◆ **YOUR GOAL**: Count the lines in the records below that contain the word "field", and reply with only that number.
⟨
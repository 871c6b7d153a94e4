//! Handler callbacks and the object that registers them with a watcher.

use std::fmt;
use std::io;
use std::path::Path;
use std::sync::atomic::{AtomicU64, AtomicUsize, Ordering};
use std::sync::{Arc, Weak};

use parking_lot::Mutex;
use tracing::{error, info};

use crate::event::ChangeAction;
use crate::watcher::WatcherShared;

/// Callbacks for changes in watched directories.
///
/// Every method has a default that only logs, so implementors override what
/// they care about. Callbacks run on the watcher's dispatch thread or, with
/// [`DeliveryMode::CreatorThread`](crate::DeliveryMode::CreatorThread), on
/// whichever thread drains the [`NotificationPump`](crate::NotificationPump).
///
/// Names travel as UTF-16, so a name that is not valid Unicode reaches the
/// callbacks with U+FFFD in place of the bad bytes and a warning is logged.
/// A rename whose new name is outside the watched directory arrives as
/// [`on_file_removed`](Self::on_file_removed); one whose old name is outside
/// arrives as [`on_file_added`](Self::on_file_added).
pub trait DirectoryChangeHandler: Send + Sync {
    /// A file or directory was created.
    fn on_file_added(&self, path: &Path) {
        info!("File added: {}", path.display());
    }

    /// A file or directory was deleted.
    fn on_file_removed(&self, path: &Path) {
        info!("File removed: {}", path.display());
    }

    /// A file or directory changed.
    fn on_file_modified(&self, path: &Path) {
        info!("File modified: {}", path.display());
    }

    /// A file or directory was renamed.
    fn on_file_name_changed(&self, old_path: &Path, new_path: &Path) {
        info!(
            "File renamed: {} -> {}",
            old_path.display(),
            new_path.display()
        );
    }

    /// Reading changes failed. The directory is no longer watched and no
    /// `on_watch_stopped` follows.
    fn on_read_directory_changes_error(&self, err: &io::Error, directory: &Path) {
        error!(
            "Reading changes for {} failed, directory is no longer watched: {err}",
            directory.display()
        );
    }

    /// Watching `directory` began, or failed to begin when `err` is set.
    fn on_watch_started(&self, err: Option<&io::Error>, directory: &Path) {
        match err {
            None => info!("Watch started: {}", directory.display()),
            Some(err) => info!("Watch failed to start for {}: {err}", directory.display()),
        }
    }

    /// Watching `directory` ended.
    fn on_watch_stopped(&self, directory: &Path) {
        info!("Watch stopped: {}", directory.display());
    }

    /// Last chance to drop a notification. `new_path` is set for renames.
    fn on_filter_notification(
        &self,
        _action: ChangeAction,
        _path: &Path,
        _new_path: Option<&Path>,
    ) -> bool {
        true
    }
}

/// A handler that keeps every default: each notification is logged.
#[derive(Debug, Default, Clone, Copy)]
pub struct LoggingHandler;

impl DirectoryChangeHandler for LoggingHandler {}

static NEXT_HANDLER_ID: AtomicU64 = AtomicU64::new(1);

/// Client-owned registration for a set of callbacks.
///
/// One `Handler` may watch any number of directories on one watcher at a
/// time. Passing it to a second watcher first unwatches its directories on
/// the first. Dropping it unwatches every directory it handles.
pub struct Handler {
    core: Arc<HandlerCore>,
}

impl Handler {
    /// Register callbacks.
    pub fn new(callbacks: impl DirectoryChangeHandler + 'static) -> Self {
        Self::from_shared(Arc::new(callbacks))
    }

    /// Register callbacks the caller keeps a reference to.
    pub fn from_shared(callbacks: Arc<dyn DirectoryChangeHandler>) -> Self {
        Self {
            core: Arc::new(HandlerCore {
                id: NEXT_HANDLER_ID.fetch_add(1, Ordering::Relaxed),
                callbacks,
                references: AtomicUsize::new(0),
                link: Mutex::new(EngineLink::default()),
            }),
        }
    }

    /// Number of watched directories holding this handler.
    pub fn ref_count(&self) -> usize {
        self.core.references.load(Ordering::Acquire)
    }

    /// Number of directories the current watcher watches with this handler.
    pub fn engine_ref_count(&self) -> usize {
        self.core.link.lock().count
    }

    /// Whether a watcher currently uses this handler.
    pub fn is_attached(&self) -> bool {
        self.core.link.lock().engine.is_some()
    }

    /// The registered callbacks.
    pub fn callbacks(&self) -> &Arc<dyn DirectoryChangeHandler> {
        &self.core.callbacks
    }

    /// Unwatch every directory this handler handles. Returns `true` if any
    /// directory was unwatched.
    pub fn unwatch_directories(&self) -> bool {
        self.core.unwatch_from_current_engine() > 0
    }

    pub(crate) fn core(&self) -> &Arc<HandlerCore> {
        &self.core
    }
}

impl Drop for Handler {
    fn drop(&mut self) {
        self.core.unwatch_from_current_engine();
    }
}

impl fmt::Debug for Handler {
    fn fmt(&self, f: &mut fmt::Formatter<'_>) -> fmt::Result {
        f.debug_struct("Handler")
            .field("id", &self.core.id)
            .field("ref_count", &self.ref_count())
            .finish()
    }
}

/// The watcher a handler is bound to and how many of its directories use it.
#[derive(Default)]
struct EngineLink {
    engine: Option<(u64, Weak<WatcherShared>)>,
    count: usize,
}

/// Shared part of a [`Handler`], held by every directory it watches.
pub(crate) struct HandlerCore {
    id: u64,
    callbacks: Arc<dyn DirectoryChangeHandler>,
    references: AtomicUsize,
    link: Mutex<EngineLink>,
}

impl HandlerCore {
    pub(crate) fn id(&self) -> u64 {
        self.id
    }

    pub(crate) fn callbacks(&self) -> &dyn DirectoryChangeHandler {
        self.callbacks.as_ref()
    }

    /// Record that `engine` watches one more directory with this handler.
    /// A handler bound to a different watcher is unwatched there first.
    pub(crate) fn attach(&self, engine: &Arc<WatcherShared>) -> usize {
        let previous = {
            let link = self.link.lock();
            match &link.engine {
                Some((id, weak)) if *id != engine.id() => Some(weak.clone()),
                _ => None,
            }
        };
        if let Some(previous) = previous.and_then(|weak| weak.upgrade()) {
            info!(
                "Handler {} moves from watcher {} to watcher {}; unwatching its directories on the old one",
                self.id,
                previous.id(),
                engine.id()
            );
            previous.unwatch_handler(self.id);
        }

        self.references.fetch_add(1, Ordering::AcqRel);
        let mut link = self.link.lock();
        match &link.engine {
            Some((id, _)) if *id == engine.id() => link.count += 1,
            _ => {
                link.engine = Some((engine.id(), Arc::downgrade(engine)));
                link.count = 1;
            }
        }
        link.count
    }

    /// Undo one [`attach`](Self::attach) made by the watcher `engine_id`.
    pub(crate) fn release(&self, engine_id: u64) -> usize {
        let _ = self
            .references
            .fetch_update(Ordering::AcqRel, Ordering::Acquire, |n| n.checked_sub(1));
        let mut link = self.link.lock();
        if matches!(&link.engine, Some((id, _)) if *id == engine_id) {
            link.count = link.count.saturating_sub(1);
            if link.count == 0 {
                link.engine = None;
            }
        }
        link.count
    }

    fn unwatch_from_current_engine(&self) -> usize {
        let engine = self
            .link
            .lock()
            .engine
            .as_ref()
            .and_then(|(_, weak)| weak.upgrade());
        engine.map_or(0, |engine| engine.unwatch_handler(self.id))
    }
}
⟩
◆ **OUTPUT FOR THIS TASK**: 2